Neirynck, ein gebürtiger Belgier und emeritierter Lausanner ETH-Professor, war einer der originellsten Querdenker im Nationalrat; letzten Herbst, im Alter von 84 Jahren, ist er als CVP-Vertreter zurückgetreten. Sein munterer, leider nur auf Französisch publizierte Bundeshauskrimi («L’attaque au Palais fédéral») dient ihm zur Veranschaulichung einer bedenkenswerten These, zu der er in seiner langen politischen und akademischen Laufbahn gelangt ist.
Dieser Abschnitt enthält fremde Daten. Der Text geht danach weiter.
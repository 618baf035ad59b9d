//! End-to-end ingestion and search against a real Qdrant instance and
//! SQLite registry, with a deterministic mock embedding provider standing
//! in for the HTTP embedding client (§8, scenario-style coverage). Skipped
//! if Docker is unavailable, following `memory`'s own Qdrant integration
//! tests.

use std::sync::Arc;
use std::time::Duration;

use memory::{HttpEmbeddingProvider, IngestionPipeline, MockEmbeddingProvider, QdrantVectorIndex, SearchEngine};
use mk_core::traits::{ContentStore, MetadataRegistry, VectorIndex};
use mk_core::{Gmid, IndexState, MediaRecord, MediaType};
use storage::{FsContentStore, SqliteRegistry};

type Pipeline = IngestionPipeline<FsContentStore, SqliteRegistry, MockEmbeddingProvider, QdrantVectorIndex>;
type Search = SearchEngine<Arc<MockEmbeddingProvider>, Arc<QdrantVectorIndex>>;

fn sample_record(gmid: Gmid, thumbnail_path: String, description: &str) -> MediaRecord {
    MediaRecord {
        gmid,
        original_name: "beach.jpg".to_string(),
        stored_path: "photos/2026-07-27/beach_1.jpg".to_string(),
        thumbnail_path,
        media_type: MediaType::Photo,
        size_bytes: 4096,
        width: Some(800),
        height: Some(600),
        duration_ms: None,
        upload_time: chrono::Utc::now(),
        description: description.to_string(),
        index_state: IndexState::ThumbnailReady,
        index_attempts: 0,
        last_error: None
    }
}

/// Drives a single GMID all the way from `thumbnail_ready` to `indexed`,
/// then confirms Mode A and Mode C both surface it, matching the upload
/// scenarios in §8 without driving it through the HTTP layer.
#[tokio::test]
async fn upload_then_text_search_then_similar_search() {
    let Some(fixture) = testing::qdrant().await else {
        eprintln!("Skipping media-service integration test: Docker not available");
        return;
    };

    let content_root = testing::content_root();
    let content = Arc::new(FsContentStore::new(content_root.path()));
    let registry = Arc::new(SqliteRegistry::connect("sqlite::memory:").await.unwrap());
    let embeddings = Arc::new(MockEmbeddingProvider::new(8));
    let index = Arc::new(
        QdrantVectorIndex::connect(fixture.http_url(), testing::unique_collection_name(), false).unwrap()
    );
    index.ensure_collection(8).await.expect("ensure_collection failed");

    let gmid = Gmid::from_content(b"beach sunset photo");
    let thumbnail_path = content
        .store_thumbnail(&gmid, b"fake jpeg thumbnail bytes")
        .await
        .expect("store_thumbnail failed");
    registry
        .put(sample_record(gmid.clone(), thumbnail_path.display().to_string(), "sunset at the beach"))
        .await
        .unwrap();

    let (pipeline, handles): (Pipeline, _) =
        Pipeline::spawn(content.clone(), registry.clone(), embeddings.clone(), index.clone(), 1, 16, 3);
    pipeline.enqueue(gmid.clone()).expect("enqueue failed");

    wait_until_indexed(&registry, &gmid).await;

    let search = Search::new(embeddings.clone(), index.clone(), config::SearchConfig {
        text_to_text_threshold: -1.0,
        text_to_image_threshold: -1.0,
        image_search_threshold: -1.0,
        default_limit: 20
    });

    let text_response = search.search_text("sunset at the beach", None).await.expect("search_text failed");
    assert!(text_response.results.iter().any(|hit| hit.gmid == gmid));

    let similar_response = search.search_similar(&gmid, None).await.expect("search_similar failed");
    assert!(similar_response.results.iter().all(|hit| hit.gmid != gmid));

    for handle in handles {
        handle.abort();
    }
}

async fn wait_until_indexed(registry: &SqliteRegistry, gmid: &Gmid) {
    for _ in 0..50 {
        if let Ok(Some(record)) = registry.get(gmid).await {
            if record.index_state == IndexState::Indexed {
                return;
            }
        }
        tokio::time::sleep(Duration::from_millis(100)).await;
    }
    panic!("record never reached indexed state");
}

/// Confirms `HttpEmbeddingProvider` is at least constructible against the
/// same config media-service wires it with, without a real server to embed
/// against (exercised against a real provider in `memory`'s own tests).
#[test]
fn http_embedding_provider_constructs_from_default_config() {
    let _provider = HttpEmbeddingProvider::new(&config::EmbeddingConfig::default());
}
use chrono::{DateTime, Utc};
use schemars::JsonSchema;
use serde::{Deserialize, Serialize};
use std::collections::HashMap;
use std::fmt;
use std::str::FromStr;

use crate::gmid::Gmid;

/// Schema version stamped onto every vector point payload, bumped whenever
/// the payload shape changes in a way old readers can't tolerate.
pub const PAYLOAD_SCHEMA_VERSION: u32 = 1;

#[derive(Debug, Clone, Copy, PartialEq, Eq, Serialize, Deserialize, JsonSchema)]
#[serde(rename_all = "snake_case")]
pub enum MediaType {
    Photo,
    Video
}

impl fmt::Display for MediaType {
    fn fmt(&self, f: &mut fmt::Formatter<'_>) -> fmt::Result {
        match self {
            MediaType::Photo => write!(f, "photo"),
            MediaType::Video => write!(f, "video")
        }
    }
}

impl FromStr for MediaType {
    type Err = String;

    fn from_str(s: &str) -> Result<Self, Self::Err> {
        match s.to_lowercase().as_str() {
            "photo" => Ok(MediaType::Photo),
            "video" => Ok(MediaType::Video),
            other => Err(format!("unknown media type: {other}"))
        }
    }
}

impl MediaType {
    /// Classifies a media type from a lowercased file extension (no dot).
    #[must_use]
    pub fn from_extension(ext: &str) -> Option<Self> {
        match ext.to_lowercase().as_str() {
            "jpg" | "jpeg" | "png" | "heic" | "webp" => Some(MediaType::Photo),
            "mp4" | "mov" | "hevc" | "avi" => Some(MediaType::Video),
            _ => None
        }
    }

    /// The directory this media type's originals are stored under.
    #[must_use]
    pub fn directory(&self) -> &'static str {
        match self {
            MediaType::Photo => "photos",
            MediaType::Video => "videos"
        }
    }
}

/// The ingestion state machine (§4.2). `transition` on the registry is the
/// sole mutation point; this enum only knows what moves are legal.
#[derive(Debug, Clone, Copy, PartialEq, Eq, Serialize, Deserialize, JsonSchema)]
#[serde(rename_all = "snake_case")]
pub enum IndexState {
    Pending,
    ThumbnailReady,
    EmbeddingInFlight,
    Indexed,
    Failed
}

impl fmt::Display for IndexState {
    fn fmt(&self, f: &mut fmt::Formatter<'_>) -> fmt::Result {
        let s = match self {
            IndexState::Pending => "pending",
            IndexState::ThumbnailReady => "thumbnail_ready",
            IndexState::EmbeddingInFlight => "embedding_in_flight",
            IndexState::Indexed => "indexed",
            IndexState::Failed => "failed"
        };
        write!(f, "{s}")
    }
}

impl FromStr for IndexState {
    type Err = String;

    fn from_str(s: &str) -> Result<Self, Self::Err> {
        match s {
            "pending" => Ok(IndexState::Pending),
            "thumbnail_ready" => Ok(IndexState::ThumbnailReady),
            "embedding_in_flight" => Ok(IndexState::EmbeddingInFlight),
            "indexed" => Ok(IndexState::Indexed),
            "failed" => Ok(IndexState::Failed),
            other => Err(format!("unknown index state: {other}"))
        }
    }
}

impl IndexState {
    /// Whether `self -> to` is a legal edge in the diagram in §4.2.
    /// `Indexed -> ThumbnailReady` covers both the retry-after-upsert-failure
    /// path and the description-edit re-embed path.
    #[must_use]
    pub fn can_transition_to(&self, to: IndexState) -> bool {
        use IndexState::*;
        matches!(
            (self, to),
            (Pending, ThumbnailReady)
                | (Pending, Failed)
                | (ThumbnailReady, EmbeddingInFlight)
                | (EmbeddingInFlight, Indexed)
                | (EmbeddingInFlight, ThumbnailReady)
                | (EmbeddingInFlight, Failed)
                | (Indexed, ThumbnailReady)
        )
    }

    #[must_use]
    pub fn is_terminal(&self) -> bool {
        matches!(self, IndexState::Indexed | IndexState::Failed)
    }
}

/// Which named vector a query or point slot addresses (§3).
#[derive(Debug, Clone, Copy, PartialEq, Eq, Serialize, Deserialize, JsonSchema)]
#[serde(rename_all = "snake_case")]
pub enum NamedVector {
    TextEmbedding,
    ImageEmbedding
}

impl NamedVector {
    #[must_use]
    pub fn as_str(&self) -> &'static str {
        match self {
            NamedVector::TextEmbedding => "text_embedding",
            NamedVector::ImageEmbedding => "image_embedding"
        }
    }
}

impl fmt::Display for NamedVector {
    fn fmt(&self, f: &mut fmt::Formatter<'_>) -> fmt::Result {
        write!(f, "{}", self.as_str())
    }
}

/// The metadata registry's source-of-truth record for one uploaded file
/// (§3, C2). Mutated only by the ingestion pipeline's CAS transitions and
/// by the description-edit API.
#[derive(Debug, Clone, Serialize, Deserialize, JsonSchema)]
pub struct MediaRecord {
    pub gmid: Gmid,
    pub original_name: String,
    pub stored_path: String,
    pub thumbnail_path: String,
    pub media_type: MediaType,
    pub size_bytes: u64,
    pub width: Option<u32>,
    pub height: Option<u32>,
    pub duration_ms: Option<u64>,
    pub upload_time: DateTime<Utc>,
    pub description: String,
    pub index_state: IndexState,
    pub index_attempts: u32,
    pub last_error: Option<String>
}

impl MediaRecord {
    /// The vector point payload is the record minus the indexing-internal
    /// fields, plus a schema version tag (§3).
    #[must_use]
    pub fn to_payload(&self) -> VectorPayload {
        VectorPayload {
            gmid: self.gmid.clone(),
            original_name: self.original_name.clone(),
            stored_path: self.stored_path.clone(),
            thumbnail_path: self.thumbnail_path.clone(),
            media_type: self.media_type,
            size_bytes: self.size_bytes,
            width: self.width,
            height: self.height,
            duration_ms: self.duration_ms,
            upload_time: self.upload_time,
            description: self.description.clone(),
            schema_version: PAYLOAD_SCHEMA_VERSION
        }
    }
}

/// The payload carried on a vector point (§3). Does not carry `index_state`,
/// `index_attempts` or `last_error` — those are ingestion-internal and live
/// only in the registry.
#[derive(Debug, Clone, Serialize, Deserialize, JsonSchema)]
pub struct VectorPayload {
    pub gmid: Gmid,
    pub original_name: String,
    pub stored_path: String,
    pub thumbnail_path: String,
    pub media_type: MediaType,
    pub size_bytes: u64,
    pub width: Option<u32>,
    pub height: Option<u32>,
    pub duration_ms: Option<u64>,
    pub upload_time: DateTime<Utc>,
    pub description: String,
    pub schema_version: u32
}

impl VectorPayload {
    /// Round-trips through `serde_json::Value` for backends whose wire
    /// format is a generic payload map.
    pub fn to_json_map(&self) -> HashMap<String, serde_json::Value> {
        match serde_json::to_value(self) {
            Ok(serde_json::Value::Object(map)) => map.into_iter().collect(),
            _ => HashMap::new()
        }
    }

    pub fn from_json_map(
        map: &HashMap<String, serde_json::Value>
    ) -> Result<Self, serde_json::Error> {
        serde_json::from_value(serde_json::Value::Object(map.clone().into_iter().collect()))
    }
}

/// One ranked hit from any of the three search modes (§4.6).
#[derive(Debug, Clone, Serialize, Deserialize, JsonSchema)]
pub struct SearchHit {
    pub gmid: Gmid,
    pub score: f32,
    pub payload: VectorPayload
}

/// The uniform response shape for all three query modes (§4.6). Thresholds
/// are server-enforced: `threshold_used` reflects what actually gated the
/// results, never a client-supplied value.
#[derive(Debug, Clone, Serialize, Deserialize, JsonSchema)]
pub struct SearchResponse {
    pub success: bool,
    pub query: String,
    pub results: Vec<SearchHit>,
    pub total: usize,
    pub took_seconds: f64,
    pub threshold_used: f32
}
Die Schweiz, glaubt er, löst ihre Probleme, indem sie sie nicht löst. Seit der Gründung des Bundesstaates im Jahr 1848 bemüht sich das Land, in die Geschichte einzugehen, indem es sich nicht auf sie einlässt. Und wird die Geschichte mal doch zu aufdringlich, wie im Zweiten Weltkrieg, dann gräbt man sich ein Loch, in das man sich verkriechen kann. General Guisan ist neben Wilhelm Tell nicht umsonst der wohl einzige Nationalheld, den die Schweizer und Schweizerinnen als solchen anerkennen.
Da der Gotthard-Basistunnel nach 17 Jahren Bauzeit diese Woche mit einer epochalen Feier nun offiziell eingeweiht ist, dürfen wir uns – bei aller Begeisterung über die grossartige bautechnische Leistung – jetzt auch fragen: Und welches politische Jahrhundertproblem wurde mit diesem bautechnischen Jahrhundertwerk ausgesessen?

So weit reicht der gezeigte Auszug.